* Work required *
Repeat nothing but the lines below running from the one containing "pub fn last_event(&self, actor: ActorId)" to the one containing "in the store". Keep both end lines.

### Given data ###

impl Supervisor {
    /// Start building a supervisor over `store`
    pub fn builder(config: RuntimeConfig, store: Arc<dyn Store>) -> SupervisorBuilder {
        SupervisorBuilder {
            config,
            store,
            tools: None,
            validator: None,
            resolver: None,
            rerender: None,
        }
    }

    /// Runtime configuration
    pub fn config(&self) -> &RuntimeConfig {
        &self.config
    }

    /// Inbox engine used for every delivery
    pub fn inbox(&self) -> &InboxEngine {
        &self.inbox
    }

    /// Whether `actor` is running
    pub fn is_running(&self, actor: ActorId) -> bool {
        self.actors.read().contains_key(&actor)
    }

    /// Ids of all running actors
    pub fn running(&self) -> Vec<ActorId> {
        let mut ids: Vec<ActorId> = self.actors.read().keys().copied().collect();
        ids.sort();
        ids
    }

    fn runtime(&self, actor: ActorId) -> Option<Arc<Mutex<ActorRuntime>>> {
        self.actors
            .read()
            .get(&actor)
            .map(|running| running.runtime.clone())
    }

    /// Current state of a running state-machine actor
    pub fn current_state(&self, actor: ActorId) -> Option<String> {
        let runtime = self.runtime(actor)?;
        let runtime = runtime.lock();
        runtime.behavior.current_state().map(String::from)
    }

    /// Transition history of a running state-machine actor
    pub fn history(&self, actor: ActorId) -> Vec<TransitionRecord> {
        let Some(runtime) = self.runtime(actor) else {
            return Vec::new();
        };
        let runtime = runtime.lock();
        runtime.behavior.history()
    }

    /// Payload of the last event a running actor handled
    pub fn last_event(&self, actor: ActorId) -> Option<Value> {
        let runtime = self.runtime(actor)?;
        let runtime = runtime.lock();
        Some(runtime.behavior.last_event().clone())
    }

    /// Load `actor` from its configuration record and start its behavior
    ///
    /// Spawning an actor that is already running is a no-op.
    pub fn spawn(&self, id: ActorId) -> Result<()> {
        if self.is_running(id) {
            return Ok(());
        }
        let record = self.inbox.read_config(id)?;
        let config = ActorConfig::from_value(id, record)?;
        let actor = Actor::from_config(id, &config);
        let behavior = behavior::load(&config.behavior, &self.config)?;
        let kind = behavior.kind();

        let runtime = Arc::new(Mutex::new(ActorRuntime {
            actor,
            behavior,
            cursor: 0,
            subscription: None,
        }));
        {
            let mut actors = self.actors.write();
            if actors.contains_key(&id) {
                return Ok(());
            }
            actors.insert(
                id,
                RunningActor {
                    inbox: config.inbox,
                    runtime: runtime.clone(),
                },
            );
        }

        let me = self.me.clone();
        let subscription = self.store.subscribe(
            &config.inbox,
            Arc::new(move |_inbox: &ObjectId, _value: &Value| {
                if let Some(supervisor) = me.upgrade() {
                    supervisor.schedule_drain(id);
                }
            }),
        );
        info!(actor = %id, kind, "Actor spawned");

        {
            let mut guard = runtime.lock();
            let ActorRuntime {
                actor,
                behavior,
                subscription: slot,
                ..
            } = &mut *guard;
            *slot = Some(subscription);
            behavior.start(self, actor);
        }
        self.schedule_drain(id);
        Ok(())
    }

    /// Stop a running actor; its inbox and context stay in the store
    pub fn stop(&self, id: ActorId) -> bool {
        let Some(running) = self.actors.write().remove(&id) else {
            return false;
        };
        if let Some(subscription) = running.runtime.lock().subscription.take() {
            subscription.unsubscribe();
        }
        self.pending.lock().retain(|_, request| request.asker != id);
        self.expired.lock().retain(|_, request| request.asker != id);
        info!(actor = %id, "Actor stopped");
        true
    }

    /// Deliver a message and run the pump until no work is left
    pub fn deliver(&self, target: ActorId, message: Message) -> Result<MessageId> {
        let id = self.inbox.deliver(self, target, message)?;
        self.pump();
        Ok(id)
    }

    /// Queue `actor` for draining
    pub fn schedule_drain(&self, actor: ActorId) {
        self.ready.lock().push(actor);
    }

    /// Drain queued actors until the ready queue is empty
    ///
    /// Returns the number of inbox entries handled. A call made while another
    /// pump is running returns immediately; the running pump picks up the work.
    pub fn pump(&self) -> usize {
        let mut handled = 0;
        loop {
            if self.pumping.swap(true, Ordering::AcqRel) {
                return handled;
            }
            {
                let _pumping = PumpGuard(&self.pumping);
                loop {
                    let next = self.ready.lock().pop();
                    let Some(actor) = next else {
                        break;
                    };
                    if self.drain_one(actor) {
                        handled += 1;
                    }
                }
            }
            // Work queued by another thread between the last pop and the store.
            if self.ready.lock().is_empty() {
                return handled;
            }
        }
    }

    fn drain_one(&self, id: ActorId) -> bool {
        let Some(runtime) = self.runtime(id) else {
            return false;
        };
        let mut guard = runtime.lock();
        let inbox = match self.store.read(&guard.actor.inbox) {
            Ok(Some(inbox)) => inbox,
            Ok(None) | Err(_) => {
                warn!(actor = %id, "Inbox unreadable");
                return false;
            }
        };
        let entries: Vec<MessageId> = inbox
            .get(ENTRIES_FIELD)
            .and_then(Value::as_array)
            .map(|items| items.iter().filter_map(ObjectId::from_value).collect())
            .unwrap_or_default();

        while guard.cursor < entries.len() {
            let message_id = entries[guard.cursor];
            guard.cursor += 1;
            let stored = self.store.read(&message_id).ok().flatten();
            let Some(entry) = stored.and_then(|value| InboxEntry::from_stored(message_id, value))
            else {
                warn!(actor = %id, message = %message_id, "Inbox entry unreadable");
                continue;
            };
            if entry.processed {
                continue;
            }
            let rerender = self.handle_entry(&mut guard, entry);
            let more = guard.cursor < entries.len();
            drop(guard);
            if more {
                self.schedule_drain(id);
            }
            if rerender {
                debug!(actor = %id, "Rerender scheduled");
                self.rerender.schedule_rerender(id);
            }
            return true;
        }
        false
    }

    /// Handle one entry; returns whether the actor should be rerendered
    fn handle_entry(&self, runtime: &mut ActorRuntime, entry: InboxEntry) -> bool {
        let ActorRuntime {
            actor, behavior, ..
        } = runtime;
        let verdict =
            self.inbox
                .validate_message(actor, &entry.id, &entry.event_type, &entry.payload);
        let mut rerender = false;
        match verdict {
            Verdict::Invalid(errors) => {
                warn!(actor = %actor.id, event = %entry.event_type, ?errors, "Message rejected");
            }
            Verdict::Valid(payload) if entry.event_type == self.inbox.mutation_event() => {
                self.apply_mutation(actor, &entry, payload);
            }
            Verdict::Valid(payload) => {
                if self.accept_reply(actor.id, &entry) {
                    let event = Event {
                        name: entry.event_type.clone(),
                        payload,
                        source: entry.source,
                        correlation: entry.correlation,
                    };
                    let dispatch = behavior.send(self, actor, &event);
                    debug!(actor = %actor.id, event = %event.name, handled = dispatch.handled, "Event dispatched");
                    rerender = dispatch.rerender;
                }
            }
        }

        let processed = StoreOp::Update {
            id: entry.id,
            patch: json!({ "processed": true }),
        };
        if let Err(err) = self.store.execute(processed) {
            warn!(actor = %actor.id, message = %entry.id, error = %err, "Could not mark entry processed");
        }
        rerender
    }

    /// Settle the pending request an answer correlates to; `false` drops a late answer
    ///
    /// Any correlated message reaching the asker answers its request, except
    /// the asker's own non-reply messages (such as the request of a self-ask).
    fn accept_reply(&self, receiver: ActorId, entry: &InboxEntry) -> bool {
        let Some(correlation) = entry.correlation else {
            return true;
        };
        let is_reply = entry.event_type == SUCCESS_EVENT || entry.event_type == ERROR_EVENT;
        if entry.source == Some(receiver) && !is_reply {
            return true;
        }
        let late = self
            .expired
            .lock()
            .get(&correlation)
            .is_some_and(|request| request.asker == receiver);
        if late {
            debug!(actor = %receiver, %correlation, "Dropping reply to expired request");
            return false;
        }
        let mut pending = self.pending.lock();
        if pending
            .get(&correlation)
            .is_some_and(|request| request.asker == receiver)
        {
            pending.remove(&correlation);
        }
        true
    }

    fn apply_mutation(&self, actor: &Actor, entry: &InboxEntry, payload: Value) {
        let outcome = serde_json::from_value::<StoreOp>(payload)
            .map_err(|err| ActionError::structural(format!("malformed mutation: {}", err)))
            .and_then(|op| {
                debug!(actor = %actor.id, op = op.name(), "Applying mutation");
                self.store.execute(op).map_err(ActionError::from)
            });
        let Err(err) = outcome else {
            return;
        };
        warn!(actor = %actor.id, kind = err.kind.as_str(), error = %err.message, "Mutation failed");
        if let Some(source) = entry.source {
            let message = Message::new(ERROR_EVENT, err.to_payload())
                .from_actor(actor.id)
                .correlated(entry.correlation);
            if let Err(err) = self.inbox.deliver(self, source, message) {
                warn!(actor = %actor.id, error = %err, "ERROR could not be delivered");
            }
        }
    }

    /// Outstanding asks
    pub fn pending_requests(&self) -> Vec<(CorrelationId, PendingRequest)> {
        self.pending
            .lock()
            .iter()
            .map(|(id, request)| (*id, request.clone()))
            .collect()
    }

    /// Time out every ask whose deadline is at or before `now`
    ///
    /// Each asker receives an `ERROR` of kind `timeout`; a reply arriving
    /// afterwards is dropped. Returns the number of expired requests.
    pub fn expire_requests(&self, now: DateTime<Utc>) -> usize {
        // Answers later than one more timeout window are no longer tracked.
        let window = self.ask_timeout();
        self.expired
            .lock()
            .retain(|_, request| {
                request
                    .expired_at
                    .checked_add_signed(window)
                    .is_none_or(|until| until > now)
            });

        let overdue: Vec<(CorrelationId, PendingRequest)> = {
            let mut pending = self.pending.lock();
            let ids: Vec<CorrelationId> = pending
                .iter()
                .filter(|(_, request)| request.deadline <= now)
                .map(|(id, _)| *id)
                .collect();
            ids.into_iter()
                .filter_map(|id| pending.remove(&id).map(|request| (id, request)))
                .collect()
        };

        for (correlation, request) in &overdue {
            self.expired.lock().insert(
                *correlation,
                ExpiredRequest {
                    asker: request.asker,
                    expired_at: now,
                },
            );
            warn!(
                asker = %request.asker,
                target = %request.target,
                event = %request.event,
                %correlation,
                "Ask timed out"
            );
            let err = ActionError::timeout(format!(
                "no reply to '{}' from {} within {} ms",
                request.event, request.target, self.config.ask_timeout_ms
            ));
            let message = Message::new(ERROR_EVENT, err.to_payload());
            if let Err(err) = self.inbox.deliver(self, request.asker, message) {
                warn!(asker = %request.asker, error = %err, "Timeout could not be delivered");
            }
        }
        if !overdue.is_empty() {
            self.pump();
        }
        overdue.len()
    }

    /// Number of timed-out asks whose late answers are still being dropped
    pub fn expired_requests(&self) -> usize {
        self.expired.lock().len()
    }

    fn ask_timeout(&self) -> Duration {
        Duration::milliseconds(i64::try_from(self.config.ask_timeout_ms).unwrap_or(i64::MAX))
    }
}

###

* Written response *
    pub fn last_event(&self, actor: ActorId) -> Option<Value> {
        let runtime = self.runtime(actor)?;
        let runtime = runtime.lock();
        Some(runtime.behavior.last_event().clone())
    }

    /// Load `actor` from its configuration record and start its behavior
    ///
    /// Spawning an actor that is already running is a no-op.
    pub fn spawn(&self, id: ActorId) -> Result<()> {
        if self.is_running(id) {
            return Ok(());
        }
        let record = self.inbox.read_config(id)?;
        let config = ActorConfig::from_value(id, record)?;
        let actor = Actor::from_config(id, &config);
        let behavior = behavior::load(&config.behavior, &self.config)?;
        let kind = behavior.kind();

        let runtime = Arc::new(Mutex::new(ActorRuntime {
            actor,
            behavior,
            cursor: 0,
            subscription: None,
        }));
        {
            let mut actors = self.actors.write();
            if actors.contains_key(&id) {
                return Ok(());
            }
            actors.insert(
                id,
                RunningActor {
                    inbox: config.inbox,
                    runtime: runtime.clone(),
                },
            );
        }

        let me = self.me.clone();
        let subscription = self.store.subscribe(
            &config.inbox,
            Arc::new(move |_inbox: &ObjectId, _value: &Value| {
                if let Some(supervisor) = me.upgrade() {
                    supervisor.schedule_drain(id);
                }
            }),
        );
        info!(actor = %id, kind, "Actor spawned");

        {
            let mut guard = runtime.lock();
            let ActorRuntime {
                actor,
                behavior,
                subscription: slot,
                ..
            } = &mut *guard;
            *slot = Some(subscription);
            behavior.start(self, actor);
        }
        self.schedule_drain(id);
        Ok(())
    }

    /// Stop a running actor; its inbox and context stay in the store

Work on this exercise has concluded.